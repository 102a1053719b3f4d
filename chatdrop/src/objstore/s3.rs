use super::{Bucket, ObjectMetadata, ObjectStorage, ObjectSummary, RewriteProgress, RewriteToken};
use crate::config::part_size_for;
use crate::{Config, Result};
use aws_config::meta::region::RegionProviderChain;
use aws_sdk_s3::error::SdkError;
use aws_sdk_s3::primitives::{ByteStream, Length};
use aws_sdk_s3::types::{CompletedMultipartUpload, CompletedPart};
use aws_types::region::Region;
use bytes::Bytes;
use futures::{StreamExt, TryStreamExt};
use percent_encoding::{utf8_percent_encode, AsciiSet, NON_ALPHANUMERIC};
use snafu::{prelude::*, IntoError};
use std::collections::BTreeSet;
use std::path::Path;
use std::sync::Arc;
use tokio::sync::mpsc;
use tracing::{debug, debug_span, error, info, instrument, warn, Instrument};

/// Characters escaped in the `x-amz-copy-source` header.  The `/` separators of the key stay as
/// they are.
const COPY_SOURCE: &AsciiSet = &NON_ALPHANUMERIC
    .remove(b'/')
    .remove(b'-')
    .remove(b'_')
    .remove(b'.')
    .remove(b'~');

/// Implementation of [`ObjectStorage`] for S3 and S3-compatible APIs
#[derive(Clone)]
pub(super) struct S3 {
    inner: Arc<S3Inner>,
}
struct S3Inner {
    config: Config,
    client: aws_sdk_s3::Client,
}

impl S3 {
    pub(super) async fn new(config: Config) -> Self {
        Self {
            inner: Arc::new(S3Inner {
                client: make_s3_client(&config, None).await,
                config,
            }),
        }
    }
}

#[async_trait::async_trait]
impl ObjectStorage for S3 {
    async fn bucket(&self, name: &str) -> Result<Box<dyn Bucket>> {
        Ok(Box::new(S3Bucket::new(self, name).await?))
    }
}

impl std::fmt::Debug for S3 {
    fn fmt(&self, f: &mut std::fmt::Formatter<'_>) -> std::fmt::Result {
        write!(f, "S3")
    }
}

#[derive(Clone)]
struct S3Bucket {
    inner: Arc<S3BucketInner>,
}
struct S3BucketInner {
    name: String,

    objstore: S3,

    /// The region this bucket is located in, if it's different from the region specified in the
    /// AWS SDK config.
    ///
    /// If a bucket is in a different region, then we need to use a different
    /// [`aws_sdk_s3::Client`] instance to talk to the S3 APIs when dealing with that bucket.
    region: Option<String>,

    /// The client to use to operate on this bucket.
    client: aws_sdk_s3::Client,
}
use std::path::PathBuf;
use url::Url;

/// The configuration settings that control how archives are fetched, unpacked, published and
/// mirrored.
///
/// A single process uses a single configuration; see
/// [`crate::ObjectStorageFactory::instance`].
#[derive(Clone, Debug, Hash, PartialEq, Eq)]
#[cfg_attr(feature = "clap", derive(clap::Parser))]
pub struct Config {
    /// Use a custom S3 endpoint instead of AWS.
    ///
    /// Use this to operate on a non-Amazon S3-compatible service.  If this is set, the AWS region
    /// is still used for request signing.
    #[cfg_attr(feature = "clap", clap(long, global = true, value_name = "URL"))]
    pub s3_endpoint: Option<Url>,

    /// The AWS region to use.  If not set, the region is taken from the environment.
    #[cfg_attr(feature = "clap", clap(long, global = true, value_name = "REGION"))]
    pub aws_region: Option<String>,

    /// Explicit access key ID.  If not set, credentials are taken from the environment.
    #[cfg_attr(feature = "clap", clap(long, global = true, requires = "aws_secret_access_key"))]
    pub aws_access_key_id: Option<String>,

    /// Explicit secret access key.  Only used together with `aws_access_key_id`.
    #[cfg_attr(feature = "clap", clap(long, global = true, requires = "aws_access_key_id"))]
    pub aws_secret_access_key: Option<String>,

    /// The chunk size used for multipart uploads of extracted files.
    ///
    /// Multipart uploads will be used for files of `multipart_threshold` bytes or larger.
    ///
    /// Can be specified as an integer, ie "1000000", or with a suffix ie "10MB".
    ///
    /// Note that the maximum number of chunks in an upload is 10,000, so for very large files
    /// this chunk size may be overridden if it's smaller than 1/10,000th of the size of the
    /// file.
    #[cfg_attr(feature = "clap", clap(long, default_value = "8MiB", global = true))]
    pub multipart_chunk_size: byte_unit::Byte,

    /// The size threshold at which extracted files are uploaded in chunks of
    /// `multipart_chunk_size` bytes each.
    ///
    /// Can be specified as an integer, ie "1000000", or with a suffix ie "10MB"
    #[cfg_attr(feature = "clap", clap(long, default_value = "8MiB", global = true))]
    pub multipart_threshold: byte_unit::Byte,

    /// Objects larger than this are mirrored with a chunked copy which may take several calls
    /// to complete, each continuing where the last one left off.
    ///
    /// Smaller objects are copied with a single server-side copy call.  S3 refuses single copies of
    /// objects over 5GiB, so larger values act as 5GiB against S3.
    #[cfg_attr(feature = "clap", clap(long, default_value = "1GiB", global = true))]
    pub copy_threshold: byte_unit::Byte,

    /// The size of each part of a chunked copy.
    ///
    /// Like `multipart_chunk_size`, this is enlarged when needed to keep the number of parts
    /// under 10,000.
    #[cfg_attr(feature = "clap", clap(long, default_value = "256MiB", global = true))]
    pub copy_part_size: byte_unit::Byte,

    /// The maximum number of concurrent requests to the bucket when performing transfers.
    ///
    /// This bounds both the number of extracted files uploaded at once and the number of parts
    /// copied at once during a single chunked copy call.
    #[cfg_attr(feature = "clap", clap(long, default_value = "10", global = true))]
    pub max_concurrent_requests: usize,

    /// Directory in which per-run scratch directories are created.  Defaults to the system temp
    /// directory.
    #[cfg_attr(feature = "clap", clap(long, global = true, value_name = "DIR"))]
    pub scratch_dir: Option<PathBuf>,

    /// Bucket holding the completion cache documents.  Defaults to the bucket the archive was
    /// uploaded to.
    #[cfg_attr(feature = "clap", clap(long, global = true, value_name = "BUCKET"))]
    pub cache_bucket: Option<String>,
}

impl Default for Config {
    fn default() -> Self {
        // XXX: Unfortunately this is duplicated here and in the `clap` attributes, unfortunately I
        // can't find a better way unless we unconditionally take a clap dependency in the lib
        // crate which I'm not willing to do
        Self {
            s3_endpoint: None,
            aws_region: None,
            aws_access_key_id: None,
            aws_secret_access_key: None,
            multipart_chunk_size: byte_unit::Byte::from_bytes(8 * 1024 * 1024),
            multipart_threshold: byte_unit::Byte::from_bytes(8 * 1024 * 1024),
            copy_threshold: byte_unit::Byte::from_bytes(1024 * 1024 * 1024),
            copy_part_size: byte_unit::Byte::from_bytes(256 * 1024 * 1024),
            max_concurrent_requests: 10,
            scratch_dir: None,
            cache_bucket: None,
        }
    }
}

impl Config {
    /// Create a scratch directory for a single pipeline run.
    ///
    /// The directory and everything in it is deleted when the returned handle is dropped.
    pub(crate) fn scratch_dir(&self) -> std::io::Result<tempfile::TempDir> {
        let mut builder = tempfile::Builder::new();
        builder.prefix("chatdrop-");

        match &self.scratch_dir {
            Some(dir) => builder.tempdir_in(dir),
            None => builder.tempdir(),
        }
    }
}

/// Size of each part when `len` bytes are transferred in parts of `part_size` bytes, enlarged
/// if needed so the transfer doesn't exceed the S3 limit of 10,000 parts.
pub(crate) fn part_size_for(len: u64, part_size: u64) -> u64 {
    const MAX_PARTS: u64 = 10_000;

    let part_size = part_size.max(1);
    if (len + part_size - 1) / part_size <= MAX_PARTS {
        part_size
    } else {
        (len + MAX_PARTS - 1) / MAX_PARTS
    }
}
use aws_sdk_s3::error::SdkError;
use snafu::prelude::*;
use std::path::PathBuf;
use url::Url;

pub type Result<T, E = ChatDropError> = std::result::Result<T, E>;

#[derive(Debug, Snafu)]
#[snafu(visibility(pub))]
pub enum ChatDropError {
    // Terminal pipeline stage failures.  Each one ends the current run; nothing is retried
    // internally since redelivery of the triggering event is the only retry mechanism.
    #[snafu(display("Failed to download archive '{key}' from bucket '{bucket}'"))]
    Download {
        bucket: String,
        key: String,
        #[snafu(source(from(ChatDropError, Box::new)))]
        source: Box<ChatDropError>,
    },

    #[snafu(display("Archive '{key}' is not a valid zip file or is corrupted"))]
    CorruptArchive {
        key: String,
        source: zip::result::ZipError,
    },

    #[snafu(display("Failed to extract archive '{key}'"))]
    Extraction {
        key: String,
        source: zip::result::ZipError,
    },

    #[snafu(display("Object storage is unavailable while checking for '{key}' in bucket '{bucket}'"))]
    BackendUnavailable {
        bucket: String,
        key: String,
        #[snafu(source(from(ChatDropError, Box::new)))]
        source: Box<ChatDropError>,
    },

    #[snafu(display("Failed to list objects with prefix '{prefix}' in bucket '{bucket}' for copying"))]
    ListCopySource {
        bucket: String,
        prefix: String,
        #[snafu(source(from(ChatDropError, Box::new)))]
        source: Box<ChatDropError>,
    },

    #[snafu(display("Failed to copy '{source_key}' to '{target_key}' in bucket '{bucket}'"))]
    Copy {
        bucket: String,
        source_key: String,
        target_key: String,
        #[snafu(source(from(ChatDropError, Box::new)))]
        source: Box<ChatDropError>,
    },

    #[snafu(display("Failed to record completion of archive '{archive}' for user '{user_id}'"))]
    CompletionRecord {
        user_id: String,
        archive: String,
        #[snafu(source(from(ChatDropError, Box::new)))]
        source: Box<ChatDropError>,
    },

    // Object storage and document store failures
    #[snafu(display("The URL '{url}' doesn't correspond to any supported object storage technology.  Supported URL schemes are: s3"))]
    UnsupportedObjectStorage { url: Url },

    #[snafu(display("The S3 URL '{url}' is missing the bucket name"))]
    MissingBucket { url: Url },

    #[snafu(display("The S3 URL '{url}' is missing the object key"))]
    MissingObjectKey { url: Url },

    #[snafu(display(
        "The S3 bucket '{bucket}' either doesn't exist, or your IAM identity is not granted access"
    ))]
    BucketInvalidOrNotAccessible {
        bucket: String,
        source: SdkError<aws_sdk_s3::operation::head_bucket::HeadBucketError>,
    },

    #[snafu(display("Error getting object '{key}' from S3 bucket '{bucket}'"))]
    GetObject {
        bucket: String,
        key: String,
        source: SdkError<aws_sdk_s3::operation::get_object::GetObjectError>,
    },

    #[snafu(display("Error reading the body of object '{key}' in S3 bucket '{bucket}'"))]
    ReadByteStream {
        bucket: String,
        key: String,
        source: aws_sdk_s3::primitives::ByteStreamError,
    },

    #[snafu(display("Error getting metadata about object '{key}' on S3 bucket '{bucket}'"))]
    HeadObject {
        bucket: String,
        key: String,
        source: SdkError<aws_sdk_s3::operation::head_object::HeadObjectError>,
    },

    #[snafu(display("Error uploading object '{key}' to S3 bucket '{bucket}'"))]
    PutObject {
        bucket: String,
        key: String,
        source: SdkError<aws_sdk_s3::operation::put_object::PutObjectError>,
    },

    #[snafu(display("Error listing objects in S3 bucket '{bucket}' with prefix '{prefix}'"))]
    ListObjectsInPrefix {
        bucket: String,
        prefix: String,
        source: SdkError<aws_sdk_s3::operation::list_objects_v2::ListObjectsV2Error>,
    },

    #[snafu(display("Error copying object '{source_key}' to '{target_key}' in S3 bucket '{bucket}'"))]
    CopyObject {
        bucket: String,
        source_key: String,
        target_key: String,
        source: SdkError<aws_sdk_s3::operation::copy_object::CopyObjectError>,
    },

    #[snafu(display("Error starting multipart upload of '{key}' to S3 bucket '{bucket}'"))]
    CreateMultipartUpload {
        bucket: String,
        key: String,
        source: SdkError<
            aws_sdk_s3::operation::create_multipart_upload::CreateMultipartUploadError,
        >,
    },

    #[snafu(display("Error uploading part {part_number} of '{key}' to S3 bucket '{bucket}'"))]
    UploadPart {
        bucket: String,
        key: String,
        part_number: i32,
        source: SdkError<aws_sdk_s3::operation::upload_part::UploadPartError>,
    },

    #[snafu(display("Error copying part {part_number} of '{source_key}' into '{target_key}' in S3 bucket '{bucket}'"))]
    UploadPartCopy {
        bucket: String,
        source_key: String,
        target_key: String,
        part_number: i32,
        source: SdkError<aws_sdk_s3::operation::upload_part_copy::UploadPartCopyError>,
    },

    #[snafu(display("Error listing the parts of multipart upload '{upload_id}' for '{key}' in S3 bucket '{bucket}'"))]
    ListParts {
        bucket: String,
        key: String,
        upload_id: String,
        source: SdkError<aws_sdk_s3::operation::list_parts::ListPartsError>,
    },

    #[snafu(display("Error completing multipart upload of '{key}' to S3 bucket '{bucket}'"))]
    CompleteMultipartUpload {
        bucket: String,
        key: String,
        source: SdkError<
            aws_sdk_s3::operation::complete_multipart_upload::CompleteMultipartUploadError,
        >,
    },

    #[snafu(display("S3 response for '{key}' in bucket '{bucket}' is missing '{field}'"))]
    MissingResponseField {
        bucket: String,
        key: String,
        field: &'static str,
    },

    #[snafu(display("Error opening '{}' for upload", path.display()))]
    OpenUploadFile {
        path: PathBuf,
        source: aws_sdk_s3::primitives::ByteStreamError,
    },

    #[snafu(display("The rewrite token '{token}' for '{target_key}' is not recognized by bucket '{bucket}'"))]
    InvalidRewriteToken {
        bucket: String,
        target_key: String,
        token: String,
    },

    #[snafu(display("Object '{key}' does not exist in bucket '{bucket}'"))]
    ObjectNotFound { bucket: String, key: String },

    #[snafu(display("Simulated failure of '{operation}' on '{key}' in bucket '{bucket}'"))]
    InjectedFault {
        bucket: String,
        key: String,
        operation: &'static str,
    },

    #[snafu(display("Error serializing document '{document_id}' in '{collection_path}'"))]
    SerializeDocument {
        collection_path: String,
        document_id: String,
        source: serde_json::Error,
    },

    // Local scratch storage and runtime failures
    #[snafu(display("Error creating scratch directory"))]
    CreateScratchDir { source: std::io::Error },

    #[snafu(display("I/O error on scratch file '{}'", path.display()))]
    ScratchIo {
        path: PathBuf,
        source: std::io::Error,
    },

    #[snafu(display("Error walking the extracted tree under '{}'", root.display()))]
    WalkScratch {
        root: PathBuf,
        source: walkdir::Error,
    },

    #[snafu(display("Error parsing object storage event notification"))]
    ParseEvent { source: serde_json::Error },

    #[snafu(display("Object key '{key}' in an event notification is not valid UTF-8 once decoded"))]
    InvalidEventKey {
        key: String,
        source: std::str::Utf8Error,
    },

    #[snafu(display("A blocking task panicked or was canceled"))]
    SpawnBlocking { source: tokio::task::JoinError },

    #[snafu(display("An async task panicked or was canceled"))]
    Spawn { source: tokio::task::JoinError },
}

§ Exercise brief: Begin at the first line of the entries above and copy every line exactly, ending with the line that contains "key stay as".

§ Answer to this problem:
repository 102a1053719b3f4d
filename chatdrop/src/objstore/s3.rs
use super::{Bucket, ObjectMetadata, ObjectStorage, ObjectSummary, RewriteProgress, RewriteToken};
use crate::config::part_size_for;
use crate::{Config, Result};
use aws_config::meta::region::RegionProviderChain;
use aws_sdk_s3::error::SdkError;
use aws_sdk_s3::primitives::{ByteStream, Length};
use aws_sdk_s3::types::{CompletedMultipartUpload, CompletedPart};
use aws_types::region::Region;
use bytes::Bytes;
use futures::{StreamExt, TryStreamExt};
use percent_encoding::{utf8_percent_encode, AsciiSet, NON_ALPHANUMERIC};
use snafu::{prelude::*, IntoError};
use std::collections::BTreeSet;
use std::path::Path;
use std::sync::Arc;
use tokio::sync::mpsc;
use tracing::{debug, debug_span, error, info, instrument, warn, Instrument};

/// Characters escaped in the `x-amz-copy-source` header.  The `/` separators of the key stay as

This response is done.